Меня до сих пор мучает чувство глубокой личной вины. Еще тогда, после осмотра завода, надсмотрщики говорили мне об антисанитарных условиях, о сырых пещерах, в которых живут заключенные, о свирепствующих болезнях, о чрезвычайно высокой смертности. В тот же день я распорядился привезти все необходимые материалы для строительства бараков на склоне соседней горы. К тому же я потребовал от эсэсовского командования лагеря принять все необходимые меры для улучшения санитарных условий и увеличения продовольственного пайка.
В то время я почти не обращал внимания на подобные проблемы и удовлетворился заверениями лагерного начальства в том, что они выполнят мои распоряжения. 13 января 1944 года доктор Пошман, отвечавший за медицинское обслуживание всех моих сотрудников, рассказал мне о страшных антисанитарных условиях на «Миттельверке», и на следующий же день я послал на завод одного из начальников отдела моего министерства, а доктор Пошман начал срочно принимать меры.

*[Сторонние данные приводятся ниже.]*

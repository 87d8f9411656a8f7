use crate::{SettleBox, TaskError};
use std::fmt;
use std::panic::{self, AssertUnwindSafe};
use std::sync::Arc;

/// Handed to every task body so it can settle its stage, now or later and
/// from whatever thread it likes.
///
/// Clones share the same stage. Once the last clone is dropped, a stage that
/// is still pending fails with [`TaskError::ReporterDropped`].
///
/// # Examples
///
/// ```
/// use promise_chain::Chain;
/// use std::thread;
/// let chain = Chain::<i32, String>::begin(20).then(|reporter, i| {
///     thread::spawn(move || reporter.resolve(i + 1));
///     Ok(())
/// });
/// assert_eq!(chain.wait(), Ok(21));
/// ```
pub struct Reporter<T, E: From<TaskError>> {
    handle: Arc<Handle<T, E>>,
}

struct Handle<T, E: From<TaskError>> {
    slot: SettleBox<T, E>,
}

impl<T, E: From<TaskError>> Drop for Handle<T, E> {
    /// If this is an unsettled stage, fail it.
    fn drop(&mut self) {
        if self.slot.fail(TaskError::ReporterDropped.into()) {
            tracing::warn!("stage failed: reporter dropped without settling");
        }
    }
}

impl<T, E: From<TaskError>> Clone for Reporter<T, E> {
    fn clone(&self) -> Self {
        Self { handle: self.handle.clone() }
    }
}

impl<T, E: From<TaskError>> fmt::Debug for Reporter<T, E> {
    fn fmt(&self, f: &mut fmt::Formatter<'_>) -> fmt::Result {
        f.debug_struct("Reporter").field("slot", &self.handle.slot).finish()
    }
}

impl<T, E: From<TaskError>> Reporter<T, E> {
    pub(crate) fn new(slot: SettleBox<T, E>) -> Self {
        Self { handle: Arc::new(Handle { slot }) }
    }

    /// Completes the stage. Ignored if the stage already settled.
    pub fn resolve(&self, value: T) {
        self.handle.slot.complete(value);
    }

    /// Fails the stage. Ignored if the stage already settled.
    pub fn reject(&self, error: E) {
        self.handle.slot.fail(error);
    }
}

/// A queued stage as the node that owns it sees it: either it gets an input
/// and runs, or its ancestor failed and it is failed without running.
pub(crate) trait Continuation<T, E>: Send {
    fn run(self: Box<Self>, input: T);
    fn propagate_error(self: Box<Self>, error: E);
}

/// Binds a task body to the slot its result goes into.
pub(crate) struct Runner<U, E, F> {
    task: F,
    slot: SettleBox<U, E>,
}

impl<U, E, F> Runner<U, E, F> {
    pub(crate) fn new(task: F) -> (Self, SettleBox<U, E>) {
        let slot = SettleBox::new();
        (Runner { task, slot: slot.clone() }, slot)
    }

    /// Runs the body against `input`. An `Err` return or a panic fails the
    /// slot instead of reaching the caller.
    pub(crate) fn run<T>(self, input: T)
    where
        F: FnOnce(Reporter<U, E>, T) -> Result<(), E>,
        E: From<TaskError>,
    {
        let reporter = Reporter::new(self.slot);
        // Held across the call so unwinding out of the body cannot settle the
        // slot as ReporterDropped before the panic is recorded.
        let own = reporter.clone();
        let task = self.task;
        match panic::catch_unwind(AssertUnwindSafe(move || task(reporter, input))) {
            Ok(Ok(())) => {}
            Ok(Err(error)) => {
                tracing::trace!("task returned an error");
                own.reject(error);
            }
            Err(payload) => {
                let err = TaskError::from_panic(payload);
                tracing::warn!(%err, "task panicked");
                own.reject(err.into());
            }
        }
    }

    pub(crate) fn propagate_error(self, error: E) {
        tracing::trace!("short-circuiting stage");
        self.slot.fail(error);
    }
}

impl<T, U, E, F> Continuation<T, E> for Runner<U, E, F>
where
    U: Send,
    E: From<TaskError> + Send,
    F: FnOnce(Reporter<U, E>, T) -> Result<(), E> + Send,
{
    fn run(self: Box<Self>, input: T) {
        Runner::run(*self, input)
    }

    fn propagate_error(self: Box<Self>, error: E) {
        Runner::propagate_error(*self, error)
    }
}
use parking_lot::Mutex;
use std::cell::RefCell;
use std::collections::VecDeque;
use std::fmt;
use std::sync::Arc;
use std::thread;
use std::{future::Future, pin::Pin, task::{Context, Poll, Waker}};

/// Where a [`SettleBox`] stands. Moves out of `Pending` once and never back.
#[derive(Debug, Clone, Copy, PartialEq, Eq)]
pub enum SettleState {
    Pending,
    Completed,
    Failed,
}

type Observer = Box<dyn FnOnce() + Send + 'static>;

thread_local! {
    // `Some` while this thread is running observers. Settles that happen
    // underneath queue their observers here instead of recursing.
    static DEFERRED: RefCell<Option<VecDeque<Observer>>> = const { RefCell::new(None) };
}

/// Runs `observers`, or queues them when the thread is already inside an
/// outer `notify`. The outermost call drains the queue in FIFO order, so a
/// long chain settling on one thread runs in a loop rather than a recursion.
fn notify(observers: Vec<Observer>) {
    let outermost = DEFERRED.with(move |deferred| {
        let mut deferred = deferred.borrow_mut();
        if let Some(queue) = deferred.as_mut() {
            queue.extend(observers);
            return None;
        }
        *deferred = Some(VecDeque::new());
        Some(observers)
    });
    let Some(observers) = outermost else {
        return;
    };
    let _draining = Draining;
    for observer in observers {
        observer();
    }
    while let Some(observer) = next_deferred() {
        observer();
    }
}

fn next_deferred() -> Option<Observer> {
    DEFERRED.with(|deferred| deferred.borrow_mut().as_mut().and_then(VecDeque::pop_front))
}

struct Draining;

impl Drop for Draining {
    fn drop(&mut self) {
        let left = DEFERRED.with(|deferred| deferred.borrow_mut().take());
        if let Some(left) = left.filter(|left| !left.is_empty()) {
            tracing::error!(dropped = left.len(), "observer panicked, dropping queued observers");
        }
    }
}

/// A once-settable slot holding a value or an error.
///
/// Cloning the box hands out another handle to the same slot, so one side can
/// settle it from a background thread while another observes it. The first
/// call to [`complete`](Self::complete) or [`fail`](Self::fail) wins; every
/// later call is dropped without complaint.
///
/// # Examples
///
/// ```
/// use promise_chain::{SettleBox, SettleState};
/// use futures::executor::block_on;
/// use std::thread;
/// let slot = SettleBox::<i32, String>::new();
/// let remote = slot.clone();
/// let task = thread::spawn(move || remote.complete(7));
/// assert_eq!(block_on(slot.settled()), Ok(7));
/// task.join().expect("The task thread has panicked.");
/// assert!(!slot.fail("too late".into()));
/// assert_eq!(slot.state(), SettleState::Completed);
/// ```
pub struct SettleBox<T, E> {
    promise: Arc<Mutex<Inner<T, E>>>,
}

struct Inner<T, E> {
    settlement: Settlement<T, E>,
    observers: Vec<Observer>,
    waker: Vec<(u64, Waker)>,
    next_waiter: u64,
}

enum Settlement<T, E> {
    Pending,
    Completed(T),
    Failed(E),
}

impl<T, E> Settlement<T, E> {
    fn state(&self) -> SettleState {
        match self {
            Settlement::Pending => SettleState::Pending,
            Settlement::Completed(_) => SettleState::Completed,
            Settlement::Failed(_) => SettleState::Failed,
        }
    }
}

impl<T, E> Clone for SettleBox<T, E> {
    fn clone(&self) -> Self {
        Self { promise: self.promise.clone() }
    }
}

impl<T, E> Default for SettleBox<T, E> {
    fn default() -> Self {
        Self::new()
    }
}

impl<T, E> fmt::Debug for SettleBox<T, E> {
    fn fmt(&self, f: &mut fmt::Formatter<'_>) -> fmt::Result {
        f.debug_struct("SettleBox").field("state", &self.state()).finish()
    }
}

impl<T, E> SettleBox<T, E> {
    pub fn new() -> Self {
        Self {
            promise: Arc::new(Mutex::new(Inner {
                settlement: Settlement::Pending,
                observers: vec![],
                waker: vec![],
                next_waiter: 0,
            })),
        }
    }

    /// Settles the box with `value`. Returns `false` if it was already settled.
    pub fn complete(&self, value: T) -> bool {
        self.settle(Settlement::Completed(value))
    }

    /// Settles the box with `error`. Returns `false` if it was already settled.
    pub fn fail(&self, error: E) -> bool {
        self.settle(Settlement::Failed(error))
    }

    fn settle(&self, settlement: Settlement<T, E>) -> bool {
        let (observers, wakers) = {
            let mut promise = self.promise.lock();
            if promise.settlement.state() != SettleState::Pending {
                tracing::debug!(
                    state = ?promise.settlement.state(),
                    attempted = ?settlement.state(),
                    "dropped late settle"
                );
                return false;
            }
            tracing::trace!(state = ?settlement.state(), "settled");
            promise.settlement = settlement;
            (
                std::mem::take(&mut promise.observers),
                std::mem::take(&mut promise.waker),
            )
        };
        // Lock is released here: observers read the box and may register
        // more work on it.
        for (_, waker) in wakers {
            waker.wake();
        }
        notify(observers);
        true
    }

    pub fn state(&self) -> SettleState {
        self.promise.lock().settlement.state()
    }

    /// Runs `observer` once the box settles, or right away if it already has.
    pub fn subscribe<F>(&self, observer: F)
    where
        F: FnOnce() + Send + 'static,
    {
        {
            let mut promise = self.promise.lock();
            if let Settlement::Pending = promise.settlement {
                promise.observers.push(Box::new(observer));
                return;
            }
        }
        observer();
    }
}

impl<T: Clone, E: Clone> SettleBox<T, E> {
    pub fn value(&self) -> Option<T> {
        match self.promise.lock().settlement {
            Settlement::Completed(ref value) => Some(value.clone()),
            _ => None,
        }
    }

    pub fn error(&self) -> Option<E> {
        match self.promise.lock().settlement {
            Settlement::Failed(ref error) => Some(error.clone()),
            _ => None,
        }
    }

    /// `None` while pending, otherwise a copy of the settled result.
    pub fn outcome(&self) -> Option<Result<T, E>> {
        match self.promise.lock().settlement {
            Settlement::Pending => None,
            Settlement::Completed(ref value) => Some(Ok(value.clone())),
            Settlement::Failed(ref error) => Some(Err(error.clone())),
        }
    }

    /// A future that resolves with a copy of the result. Any number of them
    /// may wait on the same box; dropping one unregisters its waker.
    pub fn settled(&self) -> Settled<T, E> {
        Settled {
            promise: self.clone(),
            waiter: None,
        }
    }
}

impl<T, E> SettleBox<T, E>
where
    T: Clone + Send + 'static,
    E: Clone + Send + 'static,
{
    /// Parks the calling thread until the box settles.
    pub fn wait(&self) -> Result<T, E> {
        let waiter = thread::current();
        self.subscribe(move || waiter.unpark());
        loop {
            if let Some(outcome) = self.outcome() {
                return outcome;
            }
            thread::park();
        }
    }
}

/// Future returned by [`SettleBox::settled`].
#[derive(Debug)]
pub struct Settled<T, E> {
    promise: SettleBox<T, E>,
    waiter: Option<u64>,
}

impl<T: Clone, E: Clone> Future for Settled<T, E> {
    type Output = Result<T, E>;

    fn poll(self: Pin<&mut Self>, cx: &mut Context<'_>) -> Poll<Self::Output> {
        let this = self.get_mut();
        let mut guard = this.promise.promise.lock();
        let promise = &mut *guard;
        match promise.settlement {
            Settlement::Completed(ref value) => Poll::Ready(Ok(value.clone())),
            Settlement::Failed(ref error) => Poll::Ready(Err(error.clone())),
            Settlement::Pending => {
                let waiter = this.waiter;
                match promise.waker.iter_mut().find(|(id, _)| Some(*id) == waiter) {
                    Some((_, waker)) => {
                        if !waker.will_wake(cx.waker()) {
                            *waker = cx.waker().clone();
                        }
                    }
                    None => {
                        let id = promise.next_waiter;
                        promise.next_waiter += 1;
                        promise.waker.push((id, cx.waker().clone()));
                        this.waiter = Some(id);
                    }
                }
                Poll::Pending
            }
        }
    }
}

impl<T, E> Drop for Settled<T, E> {
    fn drop(&mut self) {
        if let Some(waiter) = self.waiter {
            self.promise.promise.lock().waker.retain(|(id, _)| *id != waiter);
        }
    }
}
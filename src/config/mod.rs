//! Voice configuration module.
//!
//! Provides [`VoiceConfigManager`] (lazy, cached access to
//! `voice.config.json`), the validated value types ([`RootConfig`],
//! [`TranslationConfig`], [`CharacterProfile`]), the fail-fast
//! [`validate`] pass, and [`VoicePaths`] for the default file location.

pub mod error;
pub mod manager;
pub mod migrate;
pub mod paths;
pub mod schema;
pub mod validate;

#[cfg(test)]
pub(crate) mod fixture;

pub use error::{ConfigError, ValidationError};
pub use manager::VoiceConfigManager;
pub use paths::{VoicePaths, CONFIG_FILE_NAME};
pub use schema::{
    CharacterProfile, ProviderKind, RootConfig, TranslationBackend, TranslationConfig,
    DEFAULT_CONTEXT_SIZE,
};
pub use validate::{requires_api_key, validate};
//! Location of `voice.config.json`.
//!
//! Hosts normally pass their own working directory.  When they don't, the
//! platform config directory is used (via the `dirs` crate):
//!
//!   Windows: %APPDATA%\voice-config\
//!   macOS:   ~/Library/Application Support/voice-config/
//!   Linux:   ~/.config/voice-config/

use std::path::{Path, PathBuf};

/// File name of the voice configuration inside the working directory.
pub const CONFIG_FILE_NAME: &str = "voice.config.json";

/// Resolved working directory and config file path.
#[derive(Debug, Clone, PartialEq, Eq)]
pub struct VoicePaths {
    /// Directory that holds `voice.config.json`.
    pub work_dir: PathBuf,
    /// Full path to `voice.config.json`.
    pub config_file: PathBuf,
}

impl VoicePaths {
    const APP_NAME: &'static str = "voice-config";

    /// Resolves the platform default working directory.
    ///
    /// Falls back to the current directory if the platform cannot provide a
    /// config directory.
    pub fn new() -> Self {
        let work_dir = dirs::config_dir()
            .unwrap_or_else(|| PathBuf::from("."))
            .join(Self::APP_NAME);
        Self::in_dir(work_dir)
    }

    /// Layout rooted at an explicit working directory.
    pub fn in_dir(work_dir: impl AsRef<Path>) -> Self {
        let work_dir = work_dir.as_ref().to_path_buf();
        let config_file = work_dir.join(CONFIG_FILE_NAME);
        Self {
            work_dir,
            config_file,
        }
    }
}

impl Default for VoicePaths {
    fn default() -> Self {
        Self::new()
    }
}
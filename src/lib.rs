//! Validated access to the voice-synthesis configuration (`voice.config.json`).
//!
//! * [`config`] — loading, validation, caching and typed accessors.
//! * [`request`] — language codes and inference parameters shared with the
//!   synthesis request layer.

pub mod config;
pub mod request;
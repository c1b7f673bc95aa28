//! Test-only on-disk fixture: a fake GPT-SoVITS install directory with model
//! weights and reference clips, plus helpers that emit matching JSON.
//!
//! [`captured_logs`] records what the library logs on the calling thread.

use std::cell::RefCell;
use std::path::{Path, PathBuf};

use serde_json::{json, Value};
use tempfile::{tempdir, TempDir};

use super::paths::CONFIG_FILE_NAME;

pub struct Fixture {
    dir: TempDir,
    install_dir: PathBuf,
}

impl Fixture {
    pub fn new() -> Self {
        let dir = tempdir().expect("temp dir");
        let install_dir = dir.path().join("GPT-SoVITS");
        std::fs::create_dir_all(&install_dir).expect("install dir");
        Self { dir, install_dir }
    }

    /// Working directory that holds `voice.config.json`.
    pub fn work_dir(&self) -> &Path {
        self.dir.path()
    }

    pub fn install_dir(&self) -> &Path {
        &self.install_dir
    }

    pub fn config_path(&self) -> PathBuf {
        self.dir.path().join(CONFIG_FILE_NAME)
    }

    /// Create `rel` (and its parents) under `root` and return the full path.
    fn touch(root: &Path, rel: &str) -> PathBuf {
        let path = root.join(rel);
        if let Some(parent) = path.parent() {
            std::fs::create_dir_all(parent).expect("parent dir");
        }
        std::fs::write(&path, b"stub").expect("write stub");
        path
    }

    /// A character entry whose model and audio files all exist.
    pub fn character(&self, name: &str) -> Value {
        let gpt = format!("GPT_weights_v2/{name}-e15.ckpt");
        let sovits = format!("SoVITS_weights_v2/{name}_e8_s200.pth");
        Self::touch(&self.install_dir, &gpt);
        Self::touch(&self.install_dir, &sovits);
        let ref_audio = Self::touch(self.dir.path(), &format!("ref/{name}.wav"));

        json!({
            "character_name": name,
            "gpt": gpt,
            "sovits": sovits,
            "ref_audio": ref_audio,
            "ref_text": format!("This is {name} speaking."),
        })
    }

    /// A complete valid document with two characters and translation off.
    pub fn document(&self) -> Value {
        json!({
            "volume": 0.8,
            "gpt_sovits_url": "http://127.0.0.1:9880",
            "gpt_sovits_path": self.install_dir,
            "model_version": "v2",
            "translate": { "enabled": false },
            "characters": [self.character("alice"), self.character("bob")],
        })
    }

    /// Serialise `document` to `voice.config.json` in the work dir.
    pub fn write(&self, document: &Value) -> PathBuf {
        let path = self.config_path();
        let text = serde_json::to_string_pretty(document).expect("serialise");
        std::fs::write(&path, text).expect("write config");
        path
    }
}

// ---------------------------------------------------------------------------
// Log capture
// ---------------------------------------------------------------------------

thread_local! {
    static CAPTURED: RefCell<Vec<(log::Level, String)>> = const { RefCell::new(Vec::new()) };
}

struct CaptureLogger;

impl log::Log for CaptureLogger {
    fn enabled(&self, _: &log::Metadata) -> bool {
        true
    }

    fn log(&self, record: &log::Record) {
        CAPTURED.with(|buf| {
            buf.borrow_mut()
                .push((record.level(), record.args().to_string()))
        });
    }

    fn flush(&self) {}
}

static LOGGER: CaptureLogger = CaptureLogger;

/// Run `f` and return its result with every record it logged on this thread.
/// Tests run on separate threads, so captures do not mix.
pub fn captured_logs<T>(f: impl FnOnce() -> T) -> (T, Vec<(log::Level, String)>) {
    // Only the first call installs the logger; the others see `Err`.
    let _ = log::set_logger(&LOGGER);
    log::set_max_level(log::LevelFilter::Trace);

    CAPTURED.with(|buf| buf.borrow_mut().clear());
    let out = f();
    (out, CAPTURED.with(RefCell::take))
}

К сожалению, из-за моей болезни через несколько дней эта деятельность частично прекратилась, однако 26 мая, вскоре после моего возвращения к работе, Пошман доложил, что обеспечил отправку гражданских врачей во многие трудовые лагеря. Без трудностей не обошлось. В тот же день я получил письмо от Роберта Лея, в котором он, не стесняясь в выражениях, протестовал против вмешательства доктора Пошмана в сферу его компетенции и требовал, чтобы я сурово наказал Пошмана за уже содеянное и запретил ему в дальнейшем лезть не в свои дела. Я пренебрег гневом Лея, поскольку отдавал все эти распоряжения с согласия доктора Брандта и к тому же руководствовался не только гуманитарными, но и чисто практическими соображениями. Я также был уверен, что Гитлер даст отпор обиженным партийным функционерам да еще воспользуется случаем отпустить немало оскорбительных замечаний по поводу «бюрократов».